EXERCISE DETAILS:
Track down every line below that holds "TrackerError" and copy it.

:::

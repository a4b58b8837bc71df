//! Attachment arena — one tracking record per live UI node.

use std::collections::HashMap;
use std::fmt;

use tracing::{debug, warn};
use uuid::Uuid;

use crate::attachment::{SignalOutcome, TrackingAttachment};
use crate::trigger::EventTrigger;

/// Identifier of a UI node holding a tracking attachment.
#[derive(Debug, Clone, Copy, PartialEq, Eq, Hash)]
pub struct NodeId(Uuid);

impl NodeId {
    /// Generates a fresh node identifier.
    #[must_use]
    pub fn new() -> Self {
        Self(Uuid::new_v4())
    }
}

impl Default for NodeId {
    fn default() -> Self {
        Self::new()
    }
}

impl fmt::Display for NodeId {
    fn fmt(&self, f: &mut fmt::Formatter<'_>) -> fmt::Result {
        self.0.fmt(f)
    }
}

/// Owns the tracking attachments of live UI nodes. Detaching a node drops
/// its attachment, latches included; a node attached again starts fresh.
#[derive(Debug, Default)]
pub struct AttachmentArena {
    attachments: HashMap<NodeId, TrackingAttachment>,
}

impl AttachmentArena {
    /// Creates an empty arena.
    #[must_use]
    pub fn new() -> Self {
        Self::default()
    }

    /// Stores `attachment` under a new node id.
    pub fn attach(&mut self, attachment: TrackingAttachment) -> NodeId {
        let node = NodeId::new();
        self.attachments.insert(node, attachment);
        debug!(%node, "attachment added");
        node
    }

    /// Delivers a lifecycle signal to `node`. Returns `None` if the node is
    /// not attached.
    pub fn signal(&mut self, node: NodeId, trigger: EventTrigger) -> Option<SignalOutcome> {
        let Some(attachment) = self.attachments.get_mut(&node) else {
            warn!(%node, %trigger, "signal for unknown node");
            return None;
        };
        Some(attachment.signal(trigger))
    }

    /// Removes and returns the attachment for `node`.
    pub fn detach(&mut self, node: NodeId) -> Option<TrackingAttachment> {
        let removed = self.attachments.remove(&node);
        if removed.is_some() {
            debug!(%node, "attachment removed");
        }
        removed
    }

    /// Returns `true` if `node` is attached.
    #[must_use]
    pub fn contains(&self, node: NodeId) -> bool {
        self.attachments.contains_key(&node)
    }

    /// Number of attached nodes.
    #[must_use]
    pub fn len(&self) -> usize {
        self.attachments.len()
    }

    /// Returns `true` if no node is attached.
    #[must_use]
    pub fn is_empty(&self) -> bool {
        self.attachments.is_empty()
    }
}
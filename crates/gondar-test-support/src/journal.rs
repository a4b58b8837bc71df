//! Call journal — shared, ordered log of calls across several doubles.

use std::sync::{Arc, Mutex};

/// Ordered log shared between test doubles, used to assert the relative
/// order of calls made to different sinks.
#[derive(Debug, Clone, Default)]
pub struct CallJournal(Arc<Mutex<Vec<String>>>);

impl CallJournal {
    /// Creates an empty journal.
    #[must_use]
    pub fn new() -> Self {
        Self::default()
    }

    /// Appends an entry.
    ///
    /// # Panics
    ///
    /// Panics if the internal mutex is poisoned.
    pub fn record(&self, entry: impl Into<String>) {
        self.0.lock().unwrap().push(entry.into());
    }

    /// Returns a snapshot of all entries in call order.
    ///
    /// # Panics
    ///
    /// Panics if the internal mutex is poisoned.
    pub fn entries(&self) -> Vec<String> {
        self.0.lock().unwrap().clone()
    }
}
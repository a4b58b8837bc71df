//! Process-wide default tracker.
//!
//! Hosts install one tracker at startup; attachments that were not given an
//! explicit tracker fall back to it. Until something is installed the default
//! drops every event.

use std::sync::{Arc, OnceLock};

use gondar_core::error::TrackerError;
use gondar_core::tracker::{NullTracker, Tracker};
use tracing::info;

static DEFAULT_TRACKER: OnceLock<Arc<dyn Tracker>> = OnceLock::new();

/// Installs the process-wide default tracker.
///
/// # Errors
///
/// Returns `TrackerError::AlreadyInstalled` if a default was installed
/// before; the existing tracker is kept.
pub fn install_default(tracker: impl Tracker + 'static) -> Result<(), TrackerError> {
    DEFAULT_TRACKER
        .set(Arc::new(tracker))
        .map_err(|_| TrackerError::AlreadyInstalled)?;
    info!("default tracker installed");
    Ok(())
}

/// Returns the installed default tracker, or a tracker that drops every
/// event if none was installed.
#[must_use]
pub fn default_tracker() -> Arc<dyn Tracker> {
    DEFAULT_TRACKER
        .get()
        .cloned()
        .unwrap_or_else(|| Arc::new(NullTracker))
}

#[cfg(test)]
mod tests {
    use super::*;
    use gondar_catalog::StoreViewedEvent;
    use gondar_test_support::RecordingTracker;

    // Process-wide state: every install in this crate's tests happens here.
    #[test]
    fn test_install_default_once() {
        // Arrange
        let recording = Arc::new(RecordingTracker::new());

        // Act
        let first = install_default(recording.clone());
        let second = install_default(RecordingTracker::new());
        default_tracker().track(&StoreViewedEvent);

        // Assert
        assert!(first.is_ok());
        assert_eq!(second, Err(TrackerError::AlreadyInstalled));
        assert_eq!(recording.tracked_names(), vec!["view_cart"]);
    }
}
//! Error types shared across the tracking pipeline.

use thiserror::Error;

/// Failure reported by a backend sink for a single delivery.
///
/// The tracker logs these and moves on to the next sink; they never reach
/// the caller of `track`.
#[derive(Debug, Clone, PartialEq, Eq, Error)]
pub enum SinkError {
    /// The backend SDK is not initialised or has been shut down.
    #[error("sink {sink} is unavailable")]
    Unavailable {
        /// Identifier of the sink that could not accept the call.
        sink: &'static str,
    },

    /// The backend refused the payload.
    #[error("sink {sink} rejected the delivery: {reason}")]
    Rejected {
        /// Identifier of the sink that refused the call.
        sink: &'static str,
        /// Backend-supplied reason.
        reason: String,
    },
}

/// Errors raised while configuring trackers.
#[derive(Debug, Clone, PartialEq, Eq, Error)]
pub enum TrackerError {
    /// A process-wide default tracker was already installed.
    #[error("a default tracker is already installed")]
    AlreadyInstalled,
}
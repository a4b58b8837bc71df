//! Test backends — recording implementations of the vendor SDK interfaces.

use std::sync::Mutex;

use gondar_core::backend::{AnalyticsBackend, ProductAnalyticsBackend, TelemetryBackend};
use gondar_core::error::SinkError;
use gondar_core::event::TransactionRef;
use gondar_core::parameter::{ScalarMap, TextMap};
use serde_json::Value;

/// A call made to the mobile analytics SDK.
#[derive(Debug, Clone, PartialEq)]
pub enum AnalyticsCall {
    /// `log_event(name, parameters)`.
    LogEvent {
        /// Event name.
        name: String,
        /// Scalar parameters, if any.
        parameters: Option<ScalarMap>,
    },
    /// `set_user_property(value, for_name)`.
    SetUserProperty {
        /// Property value.
        value: Option<String>,
        /// Property name.
        name: String,
    },
}

/// An analytics backend that records every call and always succeeds.
#[derive(Debug, Default)]
pub struct RecordingAnalyticsBackend {
    calls: Mutex<Vec<AnalyticsCall>>,
}

impl RecordingAnalyticsBackend {
    /// Create an empty recording backend.
    #[must_use]
    pub fn new() -> Self {
        Self::default()
    }

    /// Returns a snapshot of all calls made.
    ///
    /// # Panics
    ///
    /// Panics if the internal mutex is poisoned.
    pub fn calls(&self) -> Vec<AnalyticsCall> {
        self.calls.lock().unwrap().clone()
    }
}

impl AnalyticsBackend for RecordingAnalyticsBackend {
    fn log_event(&self, name: &str, parameters: Option<&ScalarMap>) -> Result<(), SinkError> {
        self.calls.lock().unwrap().push(AnalyticsCall::LogEvent {
            name: name.to_owned(),
            parameters: parameters.cloned(),
        });
        Ok(())
    }

    fn set_user_property(&self, value: Option<&str>, for_name: &str) -> Result<(), SinkError> {
        self.calls.lock().unwrap().push(AnalyticsCall::SetUserProperty {
            value: value.map(str::to_owned),
            name: for_name.to_owned(),
        });
        Ok(())
    }
}

/// An analytics backend whose SDK was never initialised.
#[derive(Debug)]
pub struct UnavailableAnalyticsBackend;

impl AnalyticsBackend for UnavailableAnalyticsBackend {
    fn log_event(&self, _name: &str, _parameters: Option<&ScalarMap>) -> Result<(), SinkError> {
        Err(SinkError::Unavailable { sink: "analytics" })
    }

    fn set_user_property(&self, _value: Option<&str>, _for_name: &str) -> Result<(), SinkError> {
        Err(SinkError::Unavailable { sink: "analytics" })
    }
}

/// A call made to the product analytics SDK.
#[derive(Debug, Clone, PartialEq)]
pub enum ProductCall {
    /// `track(event, properties)`.
    Track {
        /// Event name.
        event: String,
        /// Scalar properties, if any.
        properties: Option<ScalarMap>,
    },
    /// `set_people_property(property, to)`.
    SetPeopleProperty {
        /// Profile property name.
        property: String,
        /// Profile property value.
        to: Value,
    },
}

/// A product analytics backend that records every call and always succeeds.
#[derive(Debug, Default)]
pub struct RecordingProductBackend {
    calls: Mutex<Vec<ProductCall>>,
}

impl RecordingProductBackend {
    /// Create an empty recording backend.
    #[must_use]
    pub fn new() -> Self {
        Self::default()
    }

    /// Returns a snapshot of all calls made.
    ///
    /// # Panics
    ///
    /// Panics if the internal mutex is poisoned.
    pub fn calls(&self) -> Vec<ProductCall> {
        self.calls.lock().unwrap().clone()
    }
}

impl ProductAnalyticsBackend for RecordingProductBackend {
    fn track(&self, event: &str, properties: Option<&ScalarMap>) -> Result<(), SinkError> {
        self.calls.lock().unwrap().push(ProductCall::Track {
            event: event.to_owned(),
            properties: properties.cloned(),
        });
        Ok(())
    }

    fn set_people_property(&self, property: &str, to: &Value) -> Result<(), SinkError> {
        self.calls.lock().unwrap().push(ProductCall::SetPeopleProperty {
            property: property.to_owned(),
            to: to.clone(),
        });
        Ok(())
    }
}

/// A call made to the telemetry SDK.
#[derive(Debug, Clone, PartialEq, Eq)]
pub enum TelemetryCall {
    /// `signal(name, parameters)`.
    Signal {
        /// Signal name.
        name: String,
        /// Text parameters, if any.
        parameters: Option<TextMap>,
    },
    /// `purchase_completed(transaction)`.
    PurchaseCompleted(TransactionRef),
}

/// A telemetry backend that records every call and always succeeds.
#[derive(Debug, Default)]
pub struct RecordingTelemetryBackend {
    calls: Mutex<Vec<TelemetryCall>>,
}

impl RecordingTelemetryBackend {
    /// Create an empty recording backend.
    #[must_use]
    pub fn new() -> Self {
        Self::default()
    }

    /// Returns a snapshot of all calls made.
    ///
    /// # Panics
    ///
    /// Panics if the internal mutex is poisoned.
    pub fn calls(&self) -> Vec<TelemetryCall> {
        self.calls.lock().unwrap().clone()
    }
}

impl TelemetryBackend for RecordingTelemetryBackend {
    fn signal(&self, name: &str, parameters: Option<&TextMap>) -> Result<(), SinkError> {
        self.calls.lock().unwrap().push(TelemetryCall::Signal {
            name: name.to_owned(),
            parameters: parameters.cloned(),
        });
        Ok(())
    }

    fn purchase_completed(&self, transaction: &TransactionRef) -> Result<(), SinkError> {
        self.calls
            .lock()
            .unwrap()
            .push(TelemetryCall::PurchaseCompleted(transaction.clone()));
        Ok(())
    }
}
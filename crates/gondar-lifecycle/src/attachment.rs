//! Per-node tracking attachment.
//!
//! Hosts may deliver the same lifecycle signal several times for one logical
//! appearance (layout passes, re-renders). Each attachment therefore keeps a
//! one-shot latch per trigger: the first signal sets it and fires the bound
//! events, every later signal for that trigger is ignored. The latch is set
//! before the guards run, so a guard that fails still consumes it.

use std::sync::Arc;

use gondar_core::tracker::Tracker;
use gondar_dispatch::global::default_tracker;
use tracing::{debug, instrument};

use crate::binding::TriggerBinding;
use crate::list::EventList;
use crate::trigger::EventTrigger;

/// Result of delivering one lifecycle signal to an attachment.
#[derive(Debug, Clone, Copy, PartialEq, Eq)]
pub enum SignalOutcome {
    /// The trigger had already fired on this attachment; nothing was tracked.
    AlreadyTracked,
    /// The latch was set now; `dispatched` events were tracked.
    Fired {
        /// Number of events handed to the tracker.
        dispatched: usize,
    },
}

#[derive(Debug, Clone, Copy, Default)]
struct Latches {
    appear_tracked: bool,
    disappear_tracked: bool,
}

impl Latches {
    /// Sets the latch for `trigger`. Returns `false` if it was already set.
    fn consume(&mut self, trigger: EventTrigger) -> bool {
        let latch = match trigger {
            EventTrigger::Appear => &mut self.appear_tracked,
            EventTrigger::Disappear => &mut self.disappear_tracked,
        };
        !std::mem::replace(latch, true)
    }

    fn is_set(self, trigger: EventTrigger) -> bool {
        match trigger {
            EventTrigger::Appear => self.appear_tracked,
            EventTrigger::Disappear => self.disappear_tracked,
        }
    }
}

/// Tracking state for one UI attachment point.
pub struct TrackingAttachment {
    tracker: Arc<dyn Tracker>,
    bindings: Vec<TriggerBinding>,
    latches: Latches,
}

impl std::fmt::Debug for TrackingAttachment {
    fn fmt(&self, f: &mut std::fmt::Formatter<'_>) -> std::fmt::Result {
        f.debug_struct("TrackingAttachment")
            .field("bindings", &self.bindings)
            .field("latches", &self.latches)
            .finish_non_exhaustive()
    }
}

impl TrackingAttachment {
    /// Creates an attachment that tracks into `tracker`.
    #[must_use]
    pub fn new(tracker: Arc<dyn Tracker>) -> Self {
        Self {
            tracker,
            bindings: Vec::new(),
            latches: Latches::default(),
        }
    }

    /// Creates an attachment that tracks into the process-wide default
    /// tracker.
    #[must_use]
    pub fn with_default_tracker() -> Self {
        Self::new(default_tracker())
    }

    /// Binds `events` to `trigger`, unconditionally.
    #[must_use]
    pub fn track(self, on: EventTrigger, events: EventList) -> Self {
        self.bind(TriggerBinding::new(on, events))
    }

    /// Binds `events` to `trigger`, firing only when `given` returns `true`
    /// at signal time.
    #[must_use]
    pub fn track_given(
        self,
        on: EventTrigger,
        given: impl Fn() -> bool + Send + Sync + 'static,
        events: EventList,
    ) -> Self {
        self.bind(TriggerBinding::new(on, events).given(given))
    }

    /// Adds a prepared binding. Bindings fire in the order they were added.
    #[must_use]
    pub fn bind(mut self, binding: TriggerBinding) -> Self {
        self.bindings.push(binding);
        self
    }

    /// Returns `true` once `trigger` has fired on this attachment.
    #[must_use]
    pub fn is_tracked(&self, trigger: EventTrigger) -> bool {
        self.latches.is_set(trigger)
    }

    /// Handles the host's appear signal.
    pub fn on_appear(&mut self) -> SignalOutcome {
        self.signal(EventTrigger::Appear)
    }

    /// Handles the host's disappear signal.
    pub fn on_disappear(&mut self) -> SignalOutcome {
        self.signal(EventTrigger::Disappear)
    }

    /// Handles a lifecycle signal.
    ///
    /// # Panics
    ///
    /// Propagates a panic raised by a binding's guard.
    #[instrument(level = "debug", skip(self), fields(bindings = self.bindings.len()))]
    pub fn signal(&mut self, trigger: EventTrigger) -> SignalOutcome {
        if !self.latches.consume(trigger) {
            debug!("trigger already tracked, ignoring repeated signal");
            return SignalOutcome::AlreadyTracked;
        }
        let dispatched: usize = self
            .bindings
            .iter()
            .filter(|binding| binding.trigger() == trigger)
            .map(|binding| binding.fire(self.tracker.as_ref()))
            .sum();
        debug!(dispatched, "trigger fired");
        SignalOutcome::Fired { dispatched }
    }
}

:::

EXERCISE RESULT:
use gondar_core::error::TrackerError;
/// Returns `TrackerError::AlreadyInstalled` if a default was installed
pub fn install_default(tracker: impl Tracker + 'static) -> Result<(), TrackerError> {
        .map_err(|_| TrackerError::AlreadyInstalled)?;
        assert_eq!(second, Err(TrackerError::AlreadyInstalled));
pub enum TrackerError {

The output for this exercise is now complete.